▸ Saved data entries
-------

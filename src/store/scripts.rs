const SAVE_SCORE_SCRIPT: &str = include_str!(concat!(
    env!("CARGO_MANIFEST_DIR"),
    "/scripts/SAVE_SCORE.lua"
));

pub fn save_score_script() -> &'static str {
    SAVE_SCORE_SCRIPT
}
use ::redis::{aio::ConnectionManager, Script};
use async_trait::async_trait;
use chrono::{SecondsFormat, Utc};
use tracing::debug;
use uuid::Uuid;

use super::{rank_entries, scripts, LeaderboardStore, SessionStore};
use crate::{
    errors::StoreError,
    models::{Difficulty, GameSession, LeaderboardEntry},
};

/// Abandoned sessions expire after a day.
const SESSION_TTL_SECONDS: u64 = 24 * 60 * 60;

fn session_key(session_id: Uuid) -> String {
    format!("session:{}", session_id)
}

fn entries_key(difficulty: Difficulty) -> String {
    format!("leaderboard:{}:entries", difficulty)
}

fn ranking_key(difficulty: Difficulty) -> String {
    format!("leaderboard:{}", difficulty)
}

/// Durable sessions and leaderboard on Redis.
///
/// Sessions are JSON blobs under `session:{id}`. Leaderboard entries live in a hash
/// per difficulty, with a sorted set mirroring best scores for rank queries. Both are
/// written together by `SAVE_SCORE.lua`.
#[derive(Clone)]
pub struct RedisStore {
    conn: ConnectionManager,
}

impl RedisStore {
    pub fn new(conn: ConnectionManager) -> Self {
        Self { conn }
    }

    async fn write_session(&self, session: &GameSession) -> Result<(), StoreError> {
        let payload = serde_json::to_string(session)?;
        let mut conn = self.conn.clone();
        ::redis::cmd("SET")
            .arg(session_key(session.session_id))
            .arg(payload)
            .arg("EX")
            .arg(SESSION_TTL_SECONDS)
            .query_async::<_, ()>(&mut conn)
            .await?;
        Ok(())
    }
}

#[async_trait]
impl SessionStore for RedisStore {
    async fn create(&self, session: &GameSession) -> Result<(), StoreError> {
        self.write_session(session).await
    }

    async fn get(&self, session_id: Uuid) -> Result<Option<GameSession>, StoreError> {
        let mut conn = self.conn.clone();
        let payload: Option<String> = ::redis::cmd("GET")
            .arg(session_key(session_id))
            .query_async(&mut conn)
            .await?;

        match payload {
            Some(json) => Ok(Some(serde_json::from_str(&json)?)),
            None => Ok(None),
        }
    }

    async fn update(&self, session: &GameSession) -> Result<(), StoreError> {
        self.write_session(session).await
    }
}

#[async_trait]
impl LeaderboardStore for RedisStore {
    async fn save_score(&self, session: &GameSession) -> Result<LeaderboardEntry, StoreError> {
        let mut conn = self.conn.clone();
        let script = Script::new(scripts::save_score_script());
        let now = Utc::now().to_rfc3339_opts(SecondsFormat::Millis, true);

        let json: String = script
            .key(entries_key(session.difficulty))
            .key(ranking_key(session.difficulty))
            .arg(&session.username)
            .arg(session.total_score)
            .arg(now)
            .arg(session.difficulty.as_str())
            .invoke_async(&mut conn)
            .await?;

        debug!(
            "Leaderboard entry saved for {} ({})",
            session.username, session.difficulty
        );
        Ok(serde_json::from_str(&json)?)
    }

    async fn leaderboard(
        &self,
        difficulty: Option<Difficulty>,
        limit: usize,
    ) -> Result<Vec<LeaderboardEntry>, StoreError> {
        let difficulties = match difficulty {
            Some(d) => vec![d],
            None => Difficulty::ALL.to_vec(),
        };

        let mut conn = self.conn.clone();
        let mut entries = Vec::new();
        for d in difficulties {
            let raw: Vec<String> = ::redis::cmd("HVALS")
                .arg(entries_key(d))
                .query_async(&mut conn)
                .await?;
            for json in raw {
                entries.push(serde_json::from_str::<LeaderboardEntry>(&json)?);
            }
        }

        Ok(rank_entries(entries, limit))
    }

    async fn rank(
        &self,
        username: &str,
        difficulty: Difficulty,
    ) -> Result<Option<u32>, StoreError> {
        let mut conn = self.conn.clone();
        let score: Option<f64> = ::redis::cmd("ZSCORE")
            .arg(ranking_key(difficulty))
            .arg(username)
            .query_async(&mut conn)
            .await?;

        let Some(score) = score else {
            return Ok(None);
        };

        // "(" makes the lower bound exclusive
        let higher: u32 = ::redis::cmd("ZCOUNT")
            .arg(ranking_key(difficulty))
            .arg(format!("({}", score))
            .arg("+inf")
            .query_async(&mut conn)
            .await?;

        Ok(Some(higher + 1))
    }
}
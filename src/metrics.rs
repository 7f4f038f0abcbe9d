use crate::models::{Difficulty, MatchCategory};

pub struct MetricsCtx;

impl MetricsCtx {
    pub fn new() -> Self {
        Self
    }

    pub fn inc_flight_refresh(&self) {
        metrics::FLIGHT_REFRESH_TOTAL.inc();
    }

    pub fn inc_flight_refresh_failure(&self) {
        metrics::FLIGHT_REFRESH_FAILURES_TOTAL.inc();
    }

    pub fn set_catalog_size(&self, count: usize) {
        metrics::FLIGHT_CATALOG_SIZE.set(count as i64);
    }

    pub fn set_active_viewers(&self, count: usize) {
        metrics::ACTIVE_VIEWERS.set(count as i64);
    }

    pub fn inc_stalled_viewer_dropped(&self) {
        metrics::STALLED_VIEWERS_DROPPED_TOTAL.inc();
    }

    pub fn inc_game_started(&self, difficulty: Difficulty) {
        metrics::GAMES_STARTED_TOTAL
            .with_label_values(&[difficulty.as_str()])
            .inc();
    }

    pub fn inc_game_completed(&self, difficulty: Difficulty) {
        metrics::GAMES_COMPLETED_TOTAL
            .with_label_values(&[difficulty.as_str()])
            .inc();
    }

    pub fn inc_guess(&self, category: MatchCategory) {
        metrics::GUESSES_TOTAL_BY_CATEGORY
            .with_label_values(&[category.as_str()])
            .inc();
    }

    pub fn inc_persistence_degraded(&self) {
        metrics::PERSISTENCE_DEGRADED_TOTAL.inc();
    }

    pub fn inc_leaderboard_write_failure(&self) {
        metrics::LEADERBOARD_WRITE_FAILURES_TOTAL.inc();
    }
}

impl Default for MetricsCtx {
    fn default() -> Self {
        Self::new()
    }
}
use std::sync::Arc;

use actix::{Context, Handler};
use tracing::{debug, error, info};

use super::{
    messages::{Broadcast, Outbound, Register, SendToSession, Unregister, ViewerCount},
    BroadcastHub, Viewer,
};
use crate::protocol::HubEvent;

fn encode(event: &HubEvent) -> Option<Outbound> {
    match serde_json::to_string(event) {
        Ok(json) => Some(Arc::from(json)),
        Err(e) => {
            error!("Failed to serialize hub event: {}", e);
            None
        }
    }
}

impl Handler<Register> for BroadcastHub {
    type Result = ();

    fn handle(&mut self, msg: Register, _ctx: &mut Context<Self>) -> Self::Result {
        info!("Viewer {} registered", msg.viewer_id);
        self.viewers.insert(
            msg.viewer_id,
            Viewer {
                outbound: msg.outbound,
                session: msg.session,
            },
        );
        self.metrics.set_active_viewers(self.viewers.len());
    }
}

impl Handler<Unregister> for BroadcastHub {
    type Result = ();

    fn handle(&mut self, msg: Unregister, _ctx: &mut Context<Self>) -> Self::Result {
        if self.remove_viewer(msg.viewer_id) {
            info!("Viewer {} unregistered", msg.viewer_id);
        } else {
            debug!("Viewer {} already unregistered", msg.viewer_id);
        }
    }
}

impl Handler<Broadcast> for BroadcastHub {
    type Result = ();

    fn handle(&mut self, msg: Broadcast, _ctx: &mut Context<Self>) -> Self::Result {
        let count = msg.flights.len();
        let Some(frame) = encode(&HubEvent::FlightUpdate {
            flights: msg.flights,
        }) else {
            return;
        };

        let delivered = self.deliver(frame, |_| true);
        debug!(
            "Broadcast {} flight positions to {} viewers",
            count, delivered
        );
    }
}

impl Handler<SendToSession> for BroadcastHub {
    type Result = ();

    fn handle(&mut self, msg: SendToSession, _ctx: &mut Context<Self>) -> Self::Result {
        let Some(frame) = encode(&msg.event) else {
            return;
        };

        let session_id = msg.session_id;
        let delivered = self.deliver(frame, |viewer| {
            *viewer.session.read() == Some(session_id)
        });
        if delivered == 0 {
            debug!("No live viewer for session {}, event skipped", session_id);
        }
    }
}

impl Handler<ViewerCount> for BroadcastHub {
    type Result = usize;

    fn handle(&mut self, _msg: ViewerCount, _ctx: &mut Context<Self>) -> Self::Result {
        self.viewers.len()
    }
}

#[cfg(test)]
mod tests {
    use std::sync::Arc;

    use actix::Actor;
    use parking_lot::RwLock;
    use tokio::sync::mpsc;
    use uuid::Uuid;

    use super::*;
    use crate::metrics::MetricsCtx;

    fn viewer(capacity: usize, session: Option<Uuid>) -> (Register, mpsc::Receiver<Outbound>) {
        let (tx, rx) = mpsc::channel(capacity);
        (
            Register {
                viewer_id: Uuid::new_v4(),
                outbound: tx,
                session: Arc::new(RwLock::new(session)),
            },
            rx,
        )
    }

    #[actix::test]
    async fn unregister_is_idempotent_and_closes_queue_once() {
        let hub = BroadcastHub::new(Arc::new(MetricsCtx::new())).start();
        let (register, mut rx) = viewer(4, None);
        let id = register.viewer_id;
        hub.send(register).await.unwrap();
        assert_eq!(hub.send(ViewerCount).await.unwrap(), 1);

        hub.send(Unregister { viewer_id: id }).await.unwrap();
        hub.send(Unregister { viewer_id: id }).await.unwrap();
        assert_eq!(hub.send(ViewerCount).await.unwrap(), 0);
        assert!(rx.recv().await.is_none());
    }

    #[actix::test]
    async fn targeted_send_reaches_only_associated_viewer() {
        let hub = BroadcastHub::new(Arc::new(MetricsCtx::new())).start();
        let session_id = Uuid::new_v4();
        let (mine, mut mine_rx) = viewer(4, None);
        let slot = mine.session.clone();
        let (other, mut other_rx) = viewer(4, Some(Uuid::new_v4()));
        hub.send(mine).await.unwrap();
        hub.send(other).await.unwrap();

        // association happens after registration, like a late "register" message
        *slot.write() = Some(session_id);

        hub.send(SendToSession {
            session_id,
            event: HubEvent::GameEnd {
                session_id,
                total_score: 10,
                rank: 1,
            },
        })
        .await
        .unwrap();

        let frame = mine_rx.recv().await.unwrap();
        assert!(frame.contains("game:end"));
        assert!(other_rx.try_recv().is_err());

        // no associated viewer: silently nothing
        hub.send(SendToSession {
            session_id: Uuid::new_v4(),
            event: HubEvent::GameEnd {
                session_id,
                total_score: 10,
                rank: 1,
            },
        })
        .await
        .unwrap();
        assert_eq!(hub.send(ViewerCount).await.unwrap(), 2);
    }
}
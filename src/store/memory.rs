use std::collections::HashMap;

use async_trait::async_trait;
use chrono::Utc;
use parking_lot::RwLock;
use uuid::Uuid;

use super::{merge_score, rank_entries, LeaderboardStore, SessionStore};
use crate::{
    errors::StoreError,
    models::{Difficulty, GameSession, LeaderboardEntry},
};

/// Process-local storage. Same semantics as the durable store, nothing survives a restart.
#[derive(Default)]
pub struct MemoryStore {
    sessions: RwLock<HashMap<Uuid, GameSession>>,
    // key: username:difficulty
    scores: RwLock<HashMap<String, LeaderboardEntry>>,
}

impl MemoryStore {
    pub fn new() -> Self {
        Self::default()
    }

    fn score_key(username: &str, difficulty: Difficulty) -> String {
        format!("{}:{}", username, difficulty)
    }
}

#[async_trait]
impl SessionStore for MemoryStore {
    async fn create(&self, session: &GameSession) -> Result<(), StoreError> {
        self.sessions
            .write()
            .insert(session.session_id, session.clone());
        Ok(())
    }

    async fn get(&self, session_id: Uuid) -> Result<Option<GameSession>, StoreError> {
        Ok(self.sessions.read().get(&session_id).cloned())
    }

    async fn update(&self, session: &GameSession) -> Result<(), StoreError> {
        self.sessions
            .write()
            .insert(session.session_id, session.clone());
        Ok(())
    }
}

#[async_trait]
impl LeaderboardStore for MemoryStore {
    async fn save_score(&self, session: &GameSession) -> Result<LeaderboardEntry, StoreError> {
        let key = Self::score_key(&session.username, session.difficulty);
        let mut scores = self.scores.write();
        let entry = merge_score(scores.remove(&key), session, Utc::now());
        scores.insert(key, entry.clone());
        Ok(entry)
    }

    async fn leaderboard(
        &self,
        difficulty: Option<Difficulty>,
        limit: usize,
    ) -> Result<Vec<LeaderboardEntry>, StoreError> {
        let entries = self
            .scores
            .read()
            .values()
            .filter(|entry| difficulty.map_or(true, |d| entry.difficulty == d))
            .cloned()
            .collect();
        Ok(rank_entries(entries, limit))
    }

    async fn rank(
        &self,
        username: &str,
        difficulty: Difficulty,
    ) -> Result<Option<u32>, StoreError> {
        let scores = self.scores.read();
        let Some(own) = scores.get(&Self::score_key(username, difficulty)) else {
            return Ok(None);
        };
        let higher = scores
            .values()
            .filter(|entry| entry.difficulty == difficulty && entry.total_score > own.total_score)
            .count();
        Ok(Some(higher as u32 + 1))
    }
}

-------

▸ REQUIREMENT
Among the entries above, how many lines have the string "true" in them? Only the number should be given.

▸ SOLUTION FOR THIS PROBLEM
3